McCluster gained 1,466 total yards off of 191 touches on offense and special teams.
He was more active as a receiver than he was as a rusher during his rookie season. But in 2011, McCluster duties consisted mostly of him carrying the football. The Chiefs valued his ability to gain yards with the ball as he played all 16 games after missing five the previous season.
If McCluster can live up to his potential with a better group of players around him, he might turn into a serious weapon and become one of the league's most dangerous players. At that point, there is no way Pioli doesn't offer McCluster a new contract.
Since Tony Moeaki has two years remaining on his contract, the Chiefs have no reason to hurry things through and try to decide when would be the right time to give him a new contract.
Moeaki understands that 2012 is a critical year for him as he must remain on the field and do what he did during his rookie season so he can help the offense move the football.
Pioli does not have any problem with his ability to play football. The biggest deciding factor will be whether or not he stays healthy. Moeaki has missed 17 games in total since coming out of Iowa two years ago.
If he makes big plays and can play for a majority of this season, Pioli will want him to carry that over to the 2013 season. At that point, Pioli may grant him an extension early in the season if he proves that he can continue to be healthy.
If Moeaki goes through another year where he misses most of the season, the Chiefs may not have interest in keeping him for 2013.
Unexpectedly, the Chiefs released Pro Bowl guard Brian Waters and opened the door for Jon Asamoah, who started in only one game during his rookie season.
In his second year of playing football, Asamoah started all 16 games, giving up three sacks and four penalties last year.
Asamoah is quietly climbing his way up as one of the best right guards in the league today.
Asamoah will continue to get more playing time over the next two seasons for the Chiefs. If he begins to earn All-Pro and Pro Bowl honors, the talk about giving him a contract extension could get serious.
Though Glenn Dorsey is not playing the sexiest position in football, he is expected to make $5.5 million this year.
However, for a player who entered the league as a 4-3 defensive tackle, Dorsey is doing quite well in the 3-4 defensive scheme.
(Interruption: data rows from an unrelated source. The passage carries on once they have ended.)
//! Side channel for failures that are recovered instead of returned.
//!
//! Search clients never hand transport errors to their callers; they fall
//! back to demo data and record what went wrong here.

use chrono::{DateTime, Utc};
use serde::Serialize;
use std::collections::VecDeque;
use std::sync::{Arc, Mutex};

/// Events retained before the oldest are dropped.
pub const DEFAULT_CAPACITY: usize = 50;

/// One recovered failure.
#[derive(Debug, Clone, PartialEq, Eq, Serialize)]
pub struct DiagnosticEvent {
    /// Which stage failed, e.g. `shopping.timeout` or `image.unreachable`.
    pub stage: String,
    pub message: String,
    pub at: DateTime<Utc>,
}

/// Bounded, shareable log of [`DiagnosticEvent`]s. Clones share storage.
#[derive(Debug, Clone)]
pub struct Diagnostics {
    events: Arc<Mutex<VecDeque<DiagnosticEvent>>>,
    capacity: usize,
}

impl Default for Diagnostics {
    fn default() -> Self {
        Self::with_capacity(DEFAULT_CAPACITY)
    }
}

impl Diagnostics {
    pub fn new() -> Self {
        Self::default()
    }

    pub fn with_capacity(capacity: usize) -> Self {
        Self {
            events: Arc::new(Mutex::new(VecDeque::with_capacity(capacity))),
            capacity: capacity.max(1),
        }
    }

    /// Record an event and emit it as a `warn` log line.
    pub fn record(&self, stage: impl Into<String>, message: impl Into<String>) {
        let event = DiagnosticEvent {
            stage: stage.into(),
            message: message.into(),
            at: Utc::now(),
        };
        tracing::warn!(stage = %event.stage, message = %event.message, "recovered failure");

        let mut events = self.events.lock().unwrap_or_else(|p| p.into_inner());
        if events.len() == self.capacity {
            events.pop_front();
        }
        events.push_back(event);
    }

    /// Most recent event.
    pub fn last(&self) -> Option<DiagnosticEvent> {
        self.events
            .lock()
            .unwrap_or_else(|p| p.into_inner())
            .back()
            .cloned()
    }

    /// All retained events, oldest first.
    pub fn snapshot(&self) -> Vec<DiagnosticEvent> {
        self.events
            .lock()
            .unwrap_or_else(|p| p.into_inner())
            .iter()
            .cloned()
            .collect()
    }

    pub fn is_empty(&self) -> bool {
        self.events.lock().unwrap_or_else(|p| p.into_inner()).is_empty()
    }

    pub fn clear(&self) {
        self.events.lock().unwrap_or_else(|p| p.into_inner()).clear();
    }
}
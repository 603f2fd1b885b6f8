//! Identity scoping for persisted collections.

use serde::{Deserialize, Serialize};

/// A signed-in user's identifier.
#[derive(Debug, Clone, PartialEq, Eq, Hash, Serialize, Deserialize)]
pub struct IdentityId(String);

impl IdentityId {
    /// Create a new identity ID from a string.
    pub fn new(id: impl Into<String>) -> Self {
        Self(id.into())
    }

    /// Get the identity ID as a string.
    pub fn as_str(&self) -> &str {
        &self.0
    }
}

impl std::fmt::Display for IdentityId {
    fn fmt(&self, f: &mut std::fmt::Formatter<'_>) -> std::fmt::Result {
        write!(f, "{}", self.0)
    }
}

impl From<String> for IdentityId {
    fn from(s: String) -> Self {
        Self(s)
    }
}

impl From<&str> for IdentityId {
    fn from(s: &str) -> Self {
        Self(s.to_string())
    }
}

/// Which namespace persisted collections live in.
///
/// Anonymous data and each identity's data use disjoint keys, so switching
/// between them never merges collections.
#[derive(Debug, Clone, PartialEq, Eq, Default)]
pub enum StoreScope {
    #[default]
    Anonymous,
    Identity(IdentityId),
}

impl StoreScope {
    /// Scope for a signed-in identity.
    pub fn identity(id: impl Into<IdentityId>) -> Self {
        StoreScope::Identity(id.into())
    }

    /// Scope from an optional identity; blank IDs count as anonymous.
    pub fn from_option(id: Option<&str>) -> Self {
        match id.map(str::trim) {
            Some(id) if !id.is_empty() => StoreScope::identity(id),
            _ => StoreScope::Anonymous,
        }
    }

    /// Full key for `collection` in this scope.
    pub fn key(&self, collection: &str) -> String {
        match self {
            StoreScope::Anonymous => collection.to_string(),
            StoreScope::Identity(id) => crate::cache_key!(collection, id),
        }
    }

    /// The identity, if any.
    pub fn identity_id(&self) -> Option<&IdentityId> {
        match self {
            StoreScope::Anonymous => None,
            StoreScope::Identity(id) => Some(id),
        }
    }
}
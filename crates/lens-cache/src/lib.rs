//! Type-safe key-value persistence for PriceLens.
//!
//! Provides the browser-storage analogue the rest of the workspace persists
//! into: a [`KvStore`] backend (in-memory or one-file-per-key on disk) wrapped
//! by [`Cache`], which handles JSON serialization.
//!
//! # Example
//!
//! ```rust,ignore
//! use lens_cache::{Cache, FileStore, StoreScope};
//!
//! let cache = Cache::new(FileStore::open("/tmp/pricelens")?);
//! let scope = StoreScope::identity("user-7");
//!
//! cache.set(&scope.key("wishlist"), &entries)?;
//! let entries: Option<Vec<Entry>> = cache.get(&scope.key("wishlist"))?;
//! ```

mod backend;
mod error;
mod kv;
mod scope;

pub use backend::{FileStore, KvStore, MemoryStore};
pub use error::CacheError;
pub use kv::Cache;
pub use scope::{IdentityId, StoreScope};

/// Prelude for convenient imports.
pub mod prelude {
    pub use crate::{Cache, CacheError, FileStore, IdentityId, KvStore, MemoryStore, StoreScope};
}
Dorsey is considered one of the better run-stoppers among all defensive ends and has paved the way for outside linebacker Tamba Hali to go sack the quarterback.
If Dorsey manages to become a defensive end where he plays well against the run and finds a way to chase the quarterback himself, he could be valued as one of the best 3-4 defensive ends in the league, which could earn him a contract extension.
If he continues to just occupy blockers and stuff running backs, he may be re-signed instead when his contract expires.
Andy Studebaker has seen some action as a linebacker, but the Chiefs like to use him more on special teams.
Studebaker has played on the return team as well as the defensive special teams unit.
His contract extension early in 2010 came off as a surprise. But the Chiefs knew they could get him for less money through 2013.
If the Chiefs continue to get more production out of him as a special-teams player and even as a linebacker, Studebaker will likely get an extension or re-sign and continue to play in Kansas City.
Once the Chiefs learned Eric Berry was lost for the year after the first game of the 2011 season, Kendrick Lewis knew this was his time to impress his coaches. He knew it would be hard without Berry, but he managed to do well.
He came away with three interceptions and led the team in yards returned off of interceptions with 119. Lewis was also the only safety on the team to start all 16 games as most of the backfield was banged up.
Lewis has came away with three interceptions in each of the two years he has been in the league. If he plays at a higher level with Berry and a strong defense over the next two years, Lewis is more than likely to catch Pioli's attention and earn an extension at some point before his contract expires.